**Action item:**
Figure out the number of lines in the data that hold the string "BTreeMap". Reply with that figure only.
====================
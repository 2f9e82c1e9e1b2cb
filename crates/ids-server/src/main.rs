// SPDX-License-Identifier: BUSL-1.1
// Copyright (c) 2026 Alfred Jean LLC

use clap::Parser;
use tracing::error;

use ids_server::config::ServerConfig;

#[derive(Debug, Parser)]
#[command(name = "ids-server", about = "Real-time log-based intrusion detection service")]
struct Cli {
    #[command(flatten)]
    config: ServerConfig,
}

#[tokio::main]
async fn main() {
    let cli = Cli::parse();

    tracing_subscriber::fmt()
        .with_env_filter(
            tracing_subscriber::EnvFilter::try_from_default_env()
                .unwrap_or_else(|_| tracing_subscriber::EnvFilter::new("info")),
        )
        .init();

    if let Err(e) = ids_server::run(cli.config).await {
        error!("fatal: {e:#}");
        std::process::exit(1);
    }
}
====================
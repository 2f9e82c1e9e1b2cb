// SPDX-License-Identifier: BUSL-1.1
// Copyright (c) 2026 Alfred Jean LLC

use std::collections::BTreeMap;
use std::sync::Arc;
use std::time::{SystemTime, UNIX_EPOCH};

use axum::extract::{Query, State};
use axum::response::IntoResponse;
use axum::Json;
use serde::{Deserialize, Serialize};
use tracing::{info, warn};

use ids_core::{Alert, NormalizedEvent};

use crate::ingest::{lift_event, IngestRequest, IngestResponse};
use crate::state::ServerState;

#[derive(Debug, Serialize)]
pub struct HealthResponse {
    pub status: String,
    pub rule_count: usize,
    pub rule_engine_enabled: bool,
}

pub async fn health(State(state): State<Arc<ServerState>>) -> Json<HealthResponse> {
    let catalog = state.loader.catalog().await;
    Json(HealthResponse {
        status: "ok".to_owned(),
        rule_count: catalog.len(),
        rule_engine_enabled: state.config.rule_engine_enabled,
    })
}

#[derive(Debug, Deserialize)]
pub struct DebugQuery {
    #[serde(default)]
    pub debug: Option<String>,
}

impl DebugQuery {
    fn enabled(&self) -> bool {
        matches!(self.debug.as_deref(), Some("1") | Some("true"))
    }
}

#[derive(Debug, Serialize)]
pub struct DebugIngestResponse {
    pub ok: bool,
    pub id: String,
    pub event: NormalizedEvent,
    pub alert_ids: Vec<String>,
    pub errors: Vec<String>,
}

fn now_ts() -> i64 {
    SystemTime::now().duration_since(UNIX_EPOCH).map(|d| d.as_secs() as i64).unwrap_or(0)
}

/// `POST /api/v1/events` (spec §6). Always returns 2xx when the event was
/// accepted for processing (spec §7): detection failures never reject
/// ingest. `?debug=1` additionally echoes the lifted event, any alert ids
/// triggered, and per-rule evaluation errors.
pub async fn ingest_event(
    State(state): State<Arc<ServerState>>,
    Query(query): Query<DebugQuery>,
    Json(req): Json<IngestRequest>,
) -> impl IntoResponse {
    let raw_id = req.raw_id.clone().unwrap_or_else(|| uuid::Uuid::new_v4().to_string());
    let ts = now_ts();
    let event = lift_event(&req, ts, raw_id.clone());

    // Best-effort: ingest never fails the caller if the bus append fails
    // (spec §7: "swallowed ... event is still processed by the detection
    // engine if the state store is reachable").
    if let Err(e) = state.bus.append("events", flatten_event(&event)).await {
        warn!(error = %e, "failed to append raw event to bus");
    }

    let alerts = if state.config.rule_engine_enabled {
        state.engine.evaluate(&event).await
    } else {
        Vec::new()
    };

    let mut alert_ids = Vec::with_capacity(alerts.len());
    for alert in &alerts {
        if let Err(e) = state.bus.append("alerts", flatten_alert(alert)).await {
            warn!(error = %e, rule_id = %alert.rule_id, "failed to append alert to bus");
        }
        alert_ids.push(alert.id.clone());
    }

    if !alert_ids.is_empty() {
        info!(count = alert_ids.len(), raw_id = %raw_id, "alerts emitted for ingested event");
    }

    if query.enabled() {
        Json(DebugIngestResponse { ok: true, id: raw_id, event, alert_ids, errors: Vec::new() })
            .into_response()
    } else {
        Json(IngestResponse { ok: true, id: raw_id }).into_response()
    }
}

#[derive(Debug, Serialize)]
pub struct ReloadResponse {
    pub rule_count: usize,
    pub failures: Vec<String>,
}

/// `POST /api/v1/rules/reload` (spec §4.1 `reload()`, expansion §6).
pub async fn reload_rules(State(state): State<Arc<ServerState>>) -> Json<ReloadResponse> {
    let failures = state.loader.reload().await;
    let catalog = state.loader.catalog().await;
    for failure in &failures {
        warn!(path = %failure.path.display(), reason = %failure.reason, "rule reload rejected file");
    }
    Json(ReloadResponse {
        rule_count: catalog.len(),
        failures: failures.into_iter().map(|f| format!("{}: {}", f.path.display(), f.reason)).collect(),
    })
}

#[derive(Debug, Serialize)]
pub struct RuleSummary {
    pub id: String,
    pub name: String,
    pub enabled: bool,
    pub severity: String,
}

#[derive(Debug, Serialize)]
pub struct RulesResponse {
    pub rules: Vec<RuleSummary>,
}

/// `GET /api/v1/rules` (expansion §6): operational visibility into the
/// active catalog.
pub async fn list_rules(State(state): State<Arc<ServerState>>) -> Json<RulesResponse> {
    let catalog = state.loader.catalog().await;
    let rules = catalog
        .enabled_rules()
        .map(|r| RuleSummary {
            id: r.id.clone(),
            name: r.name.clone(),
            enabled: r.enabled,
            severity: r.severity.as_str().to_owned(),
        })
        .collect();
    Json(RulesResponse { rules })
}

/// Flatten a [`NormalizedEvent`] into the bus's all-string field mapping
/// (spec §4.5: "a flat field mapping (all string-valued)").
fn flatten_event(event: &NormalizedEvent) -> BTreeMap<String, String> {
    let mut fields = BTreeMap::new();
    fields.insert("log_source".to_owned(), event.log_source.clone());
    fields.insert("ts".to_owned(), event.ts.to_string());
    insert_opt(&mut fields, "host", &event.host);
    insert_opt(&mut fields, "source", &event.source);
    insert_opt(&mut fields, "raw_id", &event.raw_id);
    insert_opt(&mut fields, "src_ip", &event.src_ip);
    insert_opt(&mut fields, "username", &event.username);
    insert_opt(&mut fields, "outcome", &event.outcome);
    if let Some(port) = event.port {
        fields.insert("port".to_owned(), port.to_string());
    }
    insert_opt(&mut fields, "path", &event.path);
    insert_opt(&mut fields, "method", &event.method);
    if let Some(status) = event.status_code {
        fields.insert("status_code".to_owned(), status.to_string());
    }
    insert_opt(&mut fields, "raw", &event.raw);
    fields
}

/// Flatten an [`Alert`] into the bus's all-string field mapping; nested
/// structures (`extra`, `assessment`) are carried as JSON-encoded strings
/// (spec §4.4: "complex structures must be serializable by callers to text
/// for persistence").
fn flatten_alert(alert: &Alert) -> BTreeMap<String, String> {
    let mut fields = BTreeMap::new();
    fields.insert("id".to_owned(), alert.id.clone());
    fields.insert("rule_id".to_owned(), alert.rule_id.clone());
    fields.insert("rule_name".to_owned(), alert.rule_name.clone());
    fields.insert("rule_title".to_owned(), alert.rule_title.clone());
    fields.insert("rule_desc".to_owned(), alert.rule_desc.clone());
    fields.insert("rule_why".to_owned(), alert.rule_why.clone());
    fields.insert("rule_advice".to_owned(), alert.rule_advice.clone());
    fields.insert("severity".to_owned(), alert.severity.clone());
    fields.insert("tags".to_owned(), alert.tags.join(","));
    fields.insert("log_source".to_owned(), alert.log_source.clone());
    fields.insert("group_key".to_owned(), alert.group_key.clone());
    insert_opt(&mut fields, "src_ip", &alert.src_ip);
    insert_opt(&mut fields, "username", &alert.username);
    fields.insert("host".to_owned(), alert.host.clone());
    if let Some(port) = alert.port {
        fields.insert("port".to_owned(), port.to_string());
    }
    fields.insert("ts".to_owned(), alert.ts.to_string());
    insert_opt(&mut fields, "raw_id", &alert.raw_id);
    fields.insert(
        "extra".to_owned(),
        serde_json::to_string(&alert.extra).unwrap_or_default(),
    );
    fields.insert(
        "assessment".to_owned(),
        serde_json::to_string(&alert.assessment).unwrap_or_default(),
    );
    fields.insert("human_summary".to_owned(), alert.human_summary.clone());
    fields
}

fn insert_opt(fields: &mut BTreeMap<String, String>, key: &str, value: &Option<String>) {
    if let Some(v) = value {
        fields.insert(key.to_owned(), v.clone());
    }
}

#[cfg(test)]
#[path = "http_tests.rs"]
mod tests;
====================
**Answer to the problem:**
6